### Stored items
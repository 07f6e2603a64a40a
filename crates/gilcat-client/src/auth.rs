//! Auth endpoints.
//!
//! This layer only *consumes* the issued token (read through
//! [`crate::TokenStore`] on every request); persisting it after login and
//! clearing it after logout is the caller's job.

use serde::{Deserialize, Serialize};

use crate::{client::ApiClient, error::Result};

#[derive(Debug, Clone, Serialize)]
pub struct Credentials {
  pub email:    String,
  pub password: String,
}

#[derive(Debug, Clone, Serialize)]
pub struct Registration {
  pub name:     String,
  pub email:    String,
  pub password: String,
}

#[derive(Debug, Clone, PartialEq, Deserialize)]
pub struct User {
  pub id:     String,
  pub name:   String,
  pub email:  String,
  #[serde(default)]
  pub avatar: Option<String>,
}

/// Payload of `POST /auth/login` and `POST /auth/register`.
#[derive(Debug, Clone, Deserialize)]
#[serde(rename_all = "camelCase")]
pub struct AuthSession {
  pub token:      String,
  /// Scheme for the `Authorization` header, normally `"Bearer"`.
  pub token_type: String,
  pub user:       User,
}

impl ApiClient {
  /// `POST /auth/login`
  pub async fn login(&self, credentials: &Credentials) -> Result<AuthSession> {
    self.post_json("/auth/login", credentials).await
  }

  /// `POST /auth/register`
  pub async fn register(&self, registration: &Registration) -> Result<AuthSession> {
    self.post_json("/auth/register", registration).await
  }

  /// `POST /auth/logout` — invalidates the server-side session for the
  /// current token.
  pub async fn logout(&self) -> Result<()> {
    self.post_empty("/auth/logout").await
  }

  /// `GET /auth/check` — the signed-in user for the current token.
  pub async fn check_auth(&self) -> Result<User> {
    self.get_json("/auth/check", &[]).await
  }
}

### TASK GOAL
In the preceding records, how many lines include the word "await"? Reply with the number only.

### RESPONSE TO THE EXERCISE
4